By Abigail Rubenstein
Law360, New York (July 24, 2013, 8:16 PM ET) -- A Georgia federal judge Friday denied a lease-to-own retailer's request that plaintiffs hand over records of all posts they made to Facebook and other websites during work hours in a collective action accusing retailer Aaron's Inc. of failing to give its workers meal breaks.
Despite the retailer's claim that some of the posts might have shown that employees involved in the collective action were in fact taking lunch breaks when they made them, U.S. District Judge Amy Totenberg concluded that Aaron's had not sufficiently shown that the material it sought was reasonably calculated to lead to the discovery of admissible evidence.
As such, she denied the retailer's request that the 87 opt-in plaintiffs randomly selected for discovery in the suit produce all the postings they made to websites such as Facebook, Twitter and MySpace dating back to 2009 during work hours at an Aaron’s store.
“The court finds that the burden imposed on a class of plaintiffs to produce such an overly broad swath of documents, while technologically feasible, is far outweighed by the remote relevance of the information,” the judge's order denying the request said.
Aaron's request for the social media information was based on posts made by the named plaintiff in the case Kurtis Jewell, which the company had received via an anonymous email.
Jewell originally launched the suit — which claims that although Aaron's automatically deducts 30 minutes from its employees' pay each day for a meal period, workers were not actually completely relieved from their duties for meal breaks — in Cleveland.
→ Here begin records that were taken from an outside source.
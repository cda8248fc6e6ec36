//! Compile-time table of the modules the bootloader may chain-load.
//!
//! Entries cannot be added or removed at runtime: the table is a `const` built into the
//! bootloader image, and [`BootModules::new`] rejects malformed tables during const evaluation.

use crate::memory::MemorySpace;

/// Maximum number of modules a registry may hold.
pub const MAX_MODULES: usize = 4;

#[cfg_attr(feature = "defmt", derive(defmt::Format))]
#[derive(Clone, Copy, PartialEq, Eq, Debug)]
pub enum RegistryError {
    OutOfRange,
}

/// A module registered at build time.
#[cfg_attr(feature = "defmt", derive(defmt::Format))]
#[derive(Clone, Copy, PartialEq, Eq, Debug)]
pub struct BootVectorEntry {
    /// Dense identifier, equal to the position of the entry in the table.
    pub id: u32,
    /// Flash region occupied by the module, starting with its vector table.
    pub flash_region: MemorySpace,
    pub module_name: &'static str,
    pub command_line_opts: &'static str,
}

/// Read-only view over the registered modules.
#[derive(Clone, Copy, Debug)]
pub struct BootModules<'a> {
    /// Reserved for a checksum over the whole table. Not checked yet.
    integrity_value: u32,
    module_count: usize,
    entries: &'a [BootVectorEntry],
}

impl<'a> BootModules<'a> {
    /// Wrap a table of entries.
    ///
    /// Panics, which fails the build when evaluated in a `const`, if the table holds more than
    /// [`MAX_MODULES`] entries, if ids are not dense or if a region is inverted.
    pub const fn new(entries: &'a [BootVectorEntry]) -> Self {
        assert!(entries.len() <= MAX_MODULES, "too many boot modules");

        let mut i = 0;
        while i < entries.len() {
            assert!(entries[i].id as usize == i, "boot module ids must be dense");
            assert!(
                entries[i].flash_region.start <= entries[i].flash_region.end,
                "boot module region ends before it starts"
            );
            i += 1;
        }

        Self {
            integrity_value: 0,
            module_count: entries.len(),
            entries,
        }
    }

    pub const fn count(&self) -> usize {
        self.module_count
    }

    pub fn entry_at(&self, index: usize) -> Result<&'a BootVectorEntry, RegistryError> {
        if index >= self.module_count {
            return Err(RegistryError::OutOfRange);
        }
        self.entries.get(index).ok_or(RegistryError::OutOfRange)
    }

    pub fn iter(&self) -> impl Iterator<Item = &'a BootVectorEntry> + use<'a> {
        self.entries.iter()
    }

    /// Whole-table integrity value. Always accepted until a checksum scheme is defined.
    pub const fn integrity_value(&self) -> u32 {
        self.integrity_value
    }

    /// Entry whose flash region is exactly `space`, if any.
    pub fn find_region(&self, space: &MemorySpace) -> Option<&'a BootVectorEntry> {
        self.iter().find(|entry| entry.flash_region == *space)
    }
}

#[cfg(test)]
mod tests {
    use super::*;

    const ENTRIES: [BootVectorEntry; 2] = [
        BootVectorEntry {
            id: 0,
            flash_region: MemorySpace::new(0x4000, 0x8000),
            module_name: "ovule",
            command_line_opts: "",
        },
        BootVectorEntry {
            id: 1,
            flash_region: MemorySpace::new(0x8000, 0x10000),
            module_name: "rescue",
            command_line_opts: "-v",
        },
    ];

    const REGISTRY: BootModules<'static> = BootModules::new(&ENTRIES);

    #[test]
    fn entry_access() {
        assert_eq!(REGISTRY.count(), 2);
        assert_eq!(REGISTRY.entry_at(1).unwrap().module_name, "rescue");
        assert_eq!(REGISTRY.entry_at(2), Err(RegistryError::OutOfRange));
        assert_eq!(REGISTRY.iter().map(|e| e.id).sum::<u32>(), 1);
        assert_eq!(REGISTRY.integrity_value(), 0);
    }

    #[test]
    fn find_region() {
        let space = MemorySpace::new(0x8000, 0x10000);
        assert_eq!(REGISTRY.find_region(&space).map(|e| e.id), Some(1));
        assert!(REGISTRY.find_region(&MemorySpace::new(0x8000, 0x9000)).is_none());
    }

    #[test]
    fn empty_registry() {
        let registry = BootModules::new(&[]);
        assert_eq!(registry.count(), 0);
        assert_eq!(registry.entry_at(0), Err(RegistryError::OutOfRange));
    }

    #[test]
    #[should_panic(expected = "dense")]
    fn sparse_ids_are_rejected() {
        let entries = [BootVectorEntry {
            id: 3,
            ..ENTRIES[0]
        }];
        let _ = BootModules::new(&entries);
    }
}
The case was later transferred to Georgia where Judge Totenberg conditionally certified a class to bring Fair Labor Standards Act claims, and there are now more than 1,700 opt-in plaintiffs.
Jewell made numerous postings to Facebook during work hours, including at least one that directly referred to him taking a lunch break, according to the retailer.
Aaron's reasoned that it was likely that other plaintiffs would have similar social media posts.
Some of the posts might directly show that the employee was taking a lunch break at the time, while the date and time stamp of other posts may indicate that the poster spent a chunk of 30 minutes during the work day engaged in a series of successive personal posts, demonstrating that there was a 30-minute period of the work day that had been appropriately excluded from the compensable time, the retailer said in its request for the information.
The retailer further contended that the posts would directly refute the plaintiffs' claims that they could not take breaks during the day because they simply had too many work pressures.
But Judge Totenberg said she was not persuaded that Jewell's Facebook activity supported the notion that the plaintiffs' postings would show that contrary to their claims, they were not forced to work through their meal periods.
The judge said she agreed with the plaintiffs that whether they made Facebook posts during work might not have had any bearing on whether they received bona fide meal periods.
Rather, the discovery request was supported by nothing more than the retailer's hope that there might be something of relevance in the plaintiffs' social media accounts, Judge Totenberg said.
She also noted that requiring all 87 opt-in plaintiffs involved in the discovery process to review all of their postings on potentially multiple social networking sites over a four-year period and match that information to their work schedules would be an extremely onerous and time-consuming task, saying it would be too big a burden compared to the potential results.
“We ran the numbers ... and it would have required literally thousands of attorney hours,” said Jason R. Bristol of Cohen Rosenthal & Kramer LLP, who represents the plaintiffs, told Law360. “The court got right when it looked at the burden going through that kind of review because we may find something that may substantiate some aspect of their defense. It was a true fishing expedition.”
Attorneys for the plaintiffs also said that the decision could be a significant one in the growing body of law concerning social media discovery.
“Based on our research, this is one of the better opinions on social media discovery — at least on the plaintiffs' side,” said Anthony J. Lazzaro of The Lazzaro Law Firm LLC. “There still aren't very many of these decisions, but this is becoming a very, very battled issue, and there will be more decisions as people go to the courts with these issues.”
An attorney for Aaron's was not immediately available for comment Wednesday.
The plaintiffs are represented by Jason R. Bristol of Cohen Rosenthal & Kramer LLP, Anthony J. Lazzaro of The Lazzaro Law Firm LLC and Gary Blaylock “Blake” Andrews Jr. and Thomas A. Downie of Andrews & Stembridge LLC.
Aarons is represented by Brett C. Bartlett, Louisa J. Johnson and Jeffrey L. Glaser of Seyfarth Shaw LLP.
The case is Jewell v. Aarons Inc., case number 1:12-cv-00563, in the U.S. District Court for the Northern District of Georgia.